LASIK Interface-Captured Foreign Bodies after Mild Traumatic Corneal Scratch without Flap Displacement

Affiliations
  • 1Department of Ophthalmology and Visual Science, St. Vincent Hospital, The Catholic University of Korea College of Medicine, Seoul, Korea.
  • 2Department of Ophthalmology and Visual Science, Seoul St. Mary's Hospital, The Catholic University of Korea College of Medicine, Seoul, Korea. mskim@catholic.ac.kr

Abstract

A 38-year-old woman developed diffusely distributed opacities with crystalline materials in the laser in situ keratomileusis (LASIK) interface of her eye after she was scratched by a sprig during mountain climbing. No sign of flap displacement was noted. Despite two days of topical and systemic antibiotics therapy, the corneal infiltration with interface opacities persisted. The following day, the distribution of the crystalline materials had rotated in a counterclockwise direction. Flap lifting and foreign body removal using sufficient irrigation were performed. One month after surgery, the patient's postoperative uncorrected visual acuity was 0.8 with cleared interface. No signs of epithelial ingrowth or flap striae were noted.

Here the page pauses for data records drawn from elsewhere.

use super::app_config::AppConfig;
use directories::ProjectDirs;
use std::fs;
use std::io::Write;
use std::path::{Path, PathBuf};
use thiserror::Error;
use tracing::{info, warn};

const APP_QUALIFIER: &str = "io";
const APP_ORGANIZATION: &str = "oxitask";
const APP_NAME: &str = "oxitask";
const CONFIG_FILE_NAME: &str = "config.toml";

#[derive(Debug, Error)]
pub enum ConfigError {
    #[error("failed to determine config directory")]
    ConfigDirNotFound,
    #[error("io error: {0}")]
    Io(#[from] std::io::Error),
    #[error("toml serialization error: {0}")]
    TomlSer(#[from] toml::ser::Error),
    #[error("toml deserialization error: {0}")]
    TomlDe(#[from] toml::de::Error),
}

pub struct StorageManager {
    config_dir: PathBuf,
}

impl StorageManager {
    /// Create a new `StorageManager`.
    ///
    /// # Errors
    ///
    /// Returns `ConfigError` if the configuration directory cannot be
    /// determined.
    pub fn new() -> Result<Self, ConfigError> {
        let config_dir = ProjectDirs::from(APP_QUALIFIER, APP_ORGANIZATION, APP_NAME)
            .map(|dirs| dirs.config_dir().to_path_buf())
            .ok_or(ConfigError::ConfigDirNotFound)?;

        Ok(Self { config_dir })
    }

    /// Creates a new `StorageManager` with a specific directory
    /// (useful for testing).
    #[must_use]
    pub fn with_dir(path: PathBuf) -> Self {
        Self { config_dir: path }
    }

    /// Returns the configuration directory path.
    #[must_use]
    pub fn config_dir(&self) -> &Path {
        &self.config_dir
    }

    /// Ensures the configuration directory exists.
    ///
    /// # Errors
    ///
    /// Returns `ConfigError` if the directory cannot be created.
    pub fn ensure_config_dir(&self) -> Result<(), ConfigError> {
        if !self.config_dir.exists() {
            info!("Creating configuration directory at {:?}", self.config_dir);
            fs::create_dir_all(&self.config_dir)?;
        }
        Ok(())
    }

    /// Loads the application configuration.
    ///
    /// A missing file is replaced by a freshly written default; a
    /// malformed file falls back to defaults without being rewritten.
    ///
    /// # Errors
    ///
    /// Returns `ConfigError` if the file cannot be read or created.
    pub fn load_config(&self, path_override: Option<&Path>) -> Result<AppConfig, ConfigError> {
        self.ensure_config_dir()?;
        let config_path = path_override.map_or_else(
            || self.config_dir.join(CONFIG_FILE_NAME),
            std::path::Path::to_path_buf,
        );

        if !config_path.exists() {
            info!(
                "Config file not found at {:?}, creating default.",
                config_path
            );
            let default_config = AppConfig::default();
            if let Some(parent) = config_path.parent() {
                fs::create_dir_all(parent)?;
            }
            Self::save_to_file(&config_path, &default_config)?;
            return Ok(default_config);
        }

        let content = fs::read_to_string(&config_path)?;
        match toml::from_str::<AppConfig>(&content) {
            Ok(config) => Ok(config),
            Err(e) => {
                warn!("Failed to parse config file: {}. Using defaults.", e);
                Ok(AppConfig::default())
            }
        }
    }

    /// Saves the application configuration.
    ///
    /// # Errors
    ///
    /// Returns `ConfigError` if the file cannot be written.
    pub fn save_config(&self, config: &AppConfig) -> Result<(), ConfigError> {
        self.ensure_config_dir()?;
        let config_path = self.config_dir.join(CONFIG_FILE_NAME);
        Self::save_to_file(&config_path, config)
    }

    fn save_to_file<T: serde::Serialize>(path: &Path, data: &T) -> Result<(), ConfigError> {
        let content = toml::to_string_pretty(data)?;

        let parent = path
            .parent()
            .ok_or_else(|| std::io::Error::other("Invalid path"))?;
        let mut temp_file = tempfile::NamedTempFile::new_in(parent)?;
        temp_file.write_all(content.as_bytes())?;
        temp_file.persist(path).map_err(|e| e.error)?;

        Ok(())
    }
}

#[cfg(test)]
mod tests {
    use super::*;
    use tempfile::tempdir;

    #[test]
    fn test_ensure_config_dir_creates_directory() {
        let dir = tempdir().unwrap();
        let config_path = dir.path().join("oxitask");
        let manager = StorageManager::with_dir(config_path.clone());

        assert!(!config_path.exists());
        manager.ensure_config_dir().unwrap();
        assert!(config_path.exists());
    }

    #[test]
    fn test_load_config_creates_default_if_missing() {
        let dir = tempdir().unwrap();
        let manager = StorageManager::with_dir(dir.path().to_path_buf());

        let config = manager.load_config(None).unwrap();
        assert_eq!(config.theme.accent_color, "Cyan");

        let config_file = dir.path().join(CONFIG_FILE_NAME);
        assert!(config_file.exists());
    }

    #[test]
    fn test_load_config_handles_malformed_file() {
        let dir = tempdir().unwrap();
        let manager = StorageManager::with_dir(dir.path().to_path_buf());
        let config_file = dir.path().join(CONFIG_FILE_NAME);

        fs::write(&config_file, "invalid_toml = [").unwrap();

        let config = manager.load_config(None).unwrap();
        assert_eq!(config.theme.accent_color, "Cyan");
        let content = fs::read_to_string(&config_file).unwrap();
        assert_eq!(content, "invalid_toml = [");
    }

    #[test]
    fn test_save_and_load_round_trip() {
        let dir = tempdir().unwrap();
        let manager = StorageManager::with_dir(dir.path().to_path_buf());

        let mut config = AppConfig::default();
        config.theme.accent_color = "#aabbcc".to_string();

        manager.save_config(&config).unwrap();

        let loaded = manager.load_config(None).unwrap();
        assert_eq!(loaded.theme.accent_color, "#aabbcc");
    }
}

Mild traumatic corneal scratching without flap displacement may threaten the integrity of the LASIK interface. If foreign bodies are suspected to be the cause of inflammation, early flap lifting with irrigation is imperative for successful treatment.

Keyword

Foreign bodies; Keratitis; Laser in situ keratomileusis interface

MeSH Terms

Adult
Cornea/*injuries/pathology/surgery
Eye Injuries/*complications/diagnosis/surgery
Female
Follow-Up Studies
Humans
Keratomileusis, Laser In Situ/*methods
Myopia/surgery
*Surgical Flaps
Surgical Wound Dehiscence/diagnosis/*etiology/surgery
Wounds, Nonpenetrating/*complications/diagnosis/surgery

Figure

  • Fig. 1 Slit-lamp photograph of the patient before flap lifting and irrigation. Upper photographs (A) (before pupillary dilatation) and (B) (after papillary dilatation) show diffusely distributed crystalline materials with stromal infiltration at the laser in situ keratomileusis interface on the first day of hospitalization. Note three large materials distributed linearly in the center of the cornea (see arrows). On the third day of hospitalization, photographs (C) (under cobalt blue filter) and (D) (under slit beam) show the change of distribution of the crystalline materials. Note three large materials in the center that seem to have rotated counterclockwise.

  • Fig. 2 Slit-lamp photograph of the patient after flap lifting and irrigation. In (A) and (B), crystalline materials at the laser in situ keratomileusis interface were cleared and conjunctival injection decreased on the first postoperative day.